I have been thinking about the design of roads. For the most part, speed limits are set based on the safe speed to travel on the road (I'm sure there are limits that could be higher or should be lower, but the basic premise is that speeds are set for real reasons). The problem is that roads are not always designed to encourage people to drive those speeds. One of my favorite books is Donald Norman's The Design of Everyday Things. He talks about how the design of simple objects can either suggest to the user how the objects should be used (not by printed instructions but by the way the objects are made) or give the user bad information that makes the objects difficult to use (think about a corkscrew; it almost works itself because every part tells you what to do with it).

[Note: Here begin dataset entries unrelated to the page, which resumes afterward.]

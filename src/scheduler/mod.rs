/*
 * Preemptive round-robin scheduler
 *
 * One scheduler per process, guarding a fixed table of thread control
 * blocks and a FIFO ready queue. SIGVTALRM delivers one tick per quantum;
 * the tick advances the global quantum counter, wakes expired sleepers,
 * and rotates the ready queue. The public operations mutate the same state
 * under the same critical-section discipline and drive the same switch
 * machinery.
 *
 * LOCKING:
 * ========
 *
 * The global is a spin mutex, but it is never contended: every access
 * happens on the one kernel thread with the preemption signal blocked, so
 * the handler cannot interrupt a lock holder. The guard is always dropped
 * before the context switch; the raw context pointers taken under the lock
 * stay valid because the slot table has a fixed heap address and the
 * critical section keeps every other mutator out until the hand-off.
 *
 * TICK-PATH DISCIPLINE:
 * =====================
 *
 * The tick path must not touch the process allocator: the signal may have
 * interrupted the host program inside malloc. The ready queue is a
 * fixed-capacity ring, the tick path emits no diagnostics, and stack
 * allocation/reclamation (including the parked stack of a self-terminated
 * thread) happens only in API-call context.
 *
 * STATE MACHINE (per slot):
 *
 *            spawn
 *   unused ─────────► Ready ◄─────────── Blocked
 *     ▲                │  ▲                 ▲
 *     │       dispatch │  │ preempt         │ block / sleep
 *     │                ▼  │                 │
 *     │              Running ───────────────┘
 *     │                │
 *     └────────────────┘ terminate (from any live state)
 */

pub mod context;
pub mod ready_queue;
pub mod thread;

use spin::Mutex;

use crate::critical::CriticalSection;
use crate::error::Error;
use crate::{MAX_THREADS, STACK_SIZE, timer};
use context::Context;
use ready_queue::ReadyQueue;
use thread::{Thread, ThreadId, ThreadState};

/// Global scheduler instance. `None` until `init`.
static SCHEDULER: Mutex<Option<Scheduler>> = Mutex::new(None);

/// Scheduler state: the thread table and everything needed to pick the
/// next thread.
///
/// The state-machine methods below are pure (`&mut self`, no signals, no
/// locks, no switching) so the unit tests can drive them directly; the
/// public functions at the bottom of this module are glue that enters the
/// critical section, takes the global lock, and performs the actual
/// context switch after releasing it.
struct Scheduler {
    /// TCB slots indexed by thread id; `None` is an unused slot.
    slots: Vec<Option<Thread>>,
    ready: ReadyQueue,
    current: ThreadId,
    /// Quanta elapsed since `init`; the first belongs to the main thread.
    total_quantums: u64,
    /// Timer period, fixed at `init`.
    quantum_usecs: u64,
    /// Stack of the most recently self-terminated thread. It cannot be
    /// dropped on the terminate path (execution is still on it) and must
    /// not be dropped on the tick path (allocator discipline), so it is
    /// parked here until the next spawn or terminate reclaims it.
    retired_stack: Option<Box<[u8]>>,
}

/// What the glue layer must do after the table-side part of a terminate.
#[derive(Debug, PartialEq, Eq)]
enum TerminateOutcome {
    /// The target was not the running thread; nothing to switch.
    Done,
    /// The running thread died; jump to the given thread without saving.
    SwitchTo(ThreadId),
    /// The main thread was terminated, or the last runnable thread died;
    /// the process exits with a success status.
    ExitProcess,
}

impl Scheduler {
    fn new(quantum_usecs: u64) -> Self {
        let mut slots: Vec<Option<Thread>> = Vec::with_capacity(MAX_THREADS);
        slots.resize_with(MAX_THREADS, || None);
        slots[ThreadId::MAIN.0] = Some(Thread::main());
        Scheduler {
            slots,
            ready: ReadyQueue::new(),
            current: ThreadId::MAIN,
            total_quantums: 1,
            quantum_usecs,
            retired_stack: None,
        }
    }

    fn get(&self, tid: ThreadId) -> Result<&Thread, Error> {
        self.slots
            .get(tid.0)
            .and_then(|slot| slot.as_ref())
            .ok_or(Error::UnknownThread(tid))
    }

    fn get_mut(&mut self, tid: ThreadId) -> Result<&mut Thread, Error> {
        self.slots
            .get_mut(tid.0)
            .and_then(|slot| slot.as_mut())
            .ok_or(Error::UnknownThread(tid))
    }

    /// Creates a thread in the lowest unused slot above the main thread.
    fn spawn(&mut self, entry: fn()) -> Result<ThreadId, Error> {
        // Reclaim a parked stack first; spawn runs in API-call context
        // where the allocator is safe to use.
        let _ = self.retired_stack.take();

        let free = (1..MAX_THREADS)
            .find(|&i| self.slots[i].is_none())
            .ok_or(Error::NoFreeSlot)?;
        let tid = ThreadId(free);
        let stack = vec![0u8; STACK_SIZE].into_boxed_slice();
        let ctx = Context::with_entry(&stack, thread_trampoline);
        self.slots[free] = Some(Thread::spawned(tid, entry, stack, ctx));
        self.ready.enqueue(tid);
        Ok(tid)
    }

    /// One timer tick: a new quantum begins on the running thread's
    /// account, and sleepers whose deadline has arrived become runnable.
    fn tick(&mut self) {
        self.total_quantums += 1;
        let total = self.total_quantums;
        if let Ok(running) = self.get_mut(self.current) {
            running.quantums += 1;
        }
        self.wake_sleepers(total);
    }

    fn wake_sleepers(&mut self, total: u64) {
        for i in 0..MAX_THREADS {
            if let Some(t) = self.slots[i].as_mut() {
                if let ThreadState::Blocked {
                    wake_at: Some(deadline),
                } = t.state
                {
                    if deadline <= total {
                        t.state = ThreadState::Ready;
                        self.ready.enqueue(ThreadId(i));
                    }
                }
            }
        }
    }

    /// Picks the next thread to run. Returns the (previous, next) pair for
    /// the switch glue, or `None` when the queue is empty and the current
    /// thread simply keeps the CPU.
    fn reschedule(&mut self) -> Option<(ThreadId, ThreadId)> {
        let next = self.ready.dequeue()?;
        let prev = self.current;

        // A thread still Running here was preempted and goes to the tail.
        // A thread that blocked or slept already left the Running state
        // and stays off the queue.
        if let Ok(t) = self.get_mut(prev) {
            if t.state == ThreadState::Running {
                t.state = ThreadState::Ready;
                self.ready.enqueue(prev);
            }
        }

        if let Ok(t) = self.get_mut(next) {
            t.state = ThreadState::Running;
            t.quantums += 1;
        }
        self.current = next;
        Some((prev, next))
    }

    fn terminate(&mut self, tid: ThreadId) -> Result<TerminateOutcome, Error> {
        self.get(tid)?;

        if tid == ThreadId::MAIN {
            return Ok(TerminateOutcome::ExitProcess);
        }

        if tid == self.current {
            // The dying thread's stack is still in use; park it instead of
            // dropping it. The previous occupant is reclaimed now, in
            // API-call context.
            let dead = self.slots[tid.0].take();
            self.retired_stack = dead.and_then(|t| t.stack);

            let Some(next) = self.ready.dequeue() else {
                return Ok(TerminateOutcome::ExitProcess);
            };
            if let Ok(t) = self.get_mut(next) {
                t.state = ThreadState::Running;
                t.quantums += 1;
            }
            self.current = next;
            return Ok(TerminateOutcome::SwitchTo(next));
        }

        if self.get(tid)?.state == ThreadState::Ready {
            self.ready.remove(tid);
        }
        self.slots[tid.0] = None;
        Ok(TerminateOutcome::Done)
    }

    /// Moves a thread off the CPU or out of the ready queue. Returns true
    /// when the caller blocked itself and must hand the CPU over.
    fn block(&mut self, tid: ThreadId) -> Result<bool, Error> {
        let state = self.get(tid)?.state;
        if tid == ThreadId::MAIN {
            return Err(Error::BlockMain);
        }

        match state {
            ThreadState::Blocked { .. } => Ok(false),
            ThreadState::Ready => {
                self.ready.remove(tid);
                self.get_mut(tid)?.state = ThreadState::Blocked { wake_at: None };
                Ok(false)
            }
            ThreadState::Running => {
                self.get_mut(tid)?.state = ThreadState::Blocked { wake_at: None };
                Ok(true)
            }
        }
    }

    fn resume(&mut self, tid: ThreadId) -> Result<(), Error> {
        let state = self.get(tid)?.state;
        if let ThreadState::Blocked { .. } = state {
            // A sleeper resumed early becomes plain Ready; the tagged
            // state drops its deadline with it.
            self.get_mut(tid)?.state = ThreadState::Ready;
            self.ready.enqueue(tid);
        }
        Ok(())
    }

    /// Puts the running thread to sleep until `num_quantums` more quanta
    /// have elapsed. The caller must hand the CPU over afterwards.
    fn sleep(&mut self, num_quantums: u64) -> Result<(), Error> {
        if self.current == ThreadId::MAIN {
            return Err(Error::SleepMain);
        }
        if num_quantums == 0 {
            return Err(Error::InvalidSleep);
        }
        let deadline = self.total_quantums + num_quantums;
        let tid = self.current;
        self.get_mut(tid)?.state = ThreadState::Blocked {
            wake_at: Some(deadline),
        };
        Ok(())
    }

    fn quantums_of(&self, tid: ThreadId) -> Result<u64, Error> {
        Ok(self.get(tid)?.quantums)
    }

    fn entry_of_current(&self) -> Option<fn()> {
        self.get(self.current).ok().and_then(|t| t.entry)
    }

    /// Raw pointer to a live thread's saved context. Valid for the rest of
    /// the critical section: the table has a fixed address and no other
    /// mutator can run before the hand-off.
    fn context_ptr(&mut self, tid: ThreadId) -> *mut Context {
        let t = self.slots[tid.0]
            .as_mut()
            .expect("context of an unused slot");
        &mut t.context
    }
}

// ================================================================================================
// PUBLIC OPERATIONS
// ================================================================================================

/// Logs a usage error and hands it back to the caller.
fn fail<T>(err: Error) -> Result<T, Error> {
    log::error!("thread library error: {err}");
    Err(err)
}

/// Hands the CPU to the next ready thread, if any.
///
/// Called with the current thread already in its final pre-switch state:
/// a preempted thread is still Running (and gets demoted to the queue
/// tail), a sleeper or self-blocker is already Blocked. When the ready
/// queue is empty the call returns at once and the current thread keeps
/// the CPU.
fn hand_off(mut guard: spin::MutexGuard<'_, Option<Scheduler>>) {
    let Some(sched) = guard.as_mut() else { return };
    let Some((prev, next)) = sched.reschedule() else {
        return;
    };
    let prev_ctx = sched.context_ptr(prev);
    let next_ctx = sched.context_ptr(next);
    drop(guard);

    // Returns when `prev` is next dispatched.
    unsafe { context::switch(prev_ctx, next_ctx) };
}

Roads are the same way. We know a lot about how to drive on a road by the way it is designed, but I submit that we don't know how fast to drive by the way the roads are designed. In my trip to work (if I don't take the highway), I drive on roads that are 25 m.p.h., 30 m.p.h., 35 m.p.h., and 40 m.p.h. The problem is that it is very difficult to tell the difference just by driving on the road. I'm not saying the speed limits are wrong; I'm assuming that they are correct. I'm saying that the design of the road should suggest the speed. For example, my accident took place on a road that is 30 m.p.h., but almost no one drives 30 m.p.h. (and the woman who lives near the accident scene says that accidents happen there regularly). Donald Norman might suggest that if everyone is trying to drive 40 or 45, then it's not the fault of the people but the design of the road. Why is it that the 30 m.p.h. roads are as wide if not wider than the 40 m.p.h. roads? Width is one tip that you can drive faster.
I've never met anyone who likes "traffic calming" (speed bumps, speed humps, traffic circles, narrow sections, etc.), but if the road is designed to make you think you can go fast, that might be the only solution.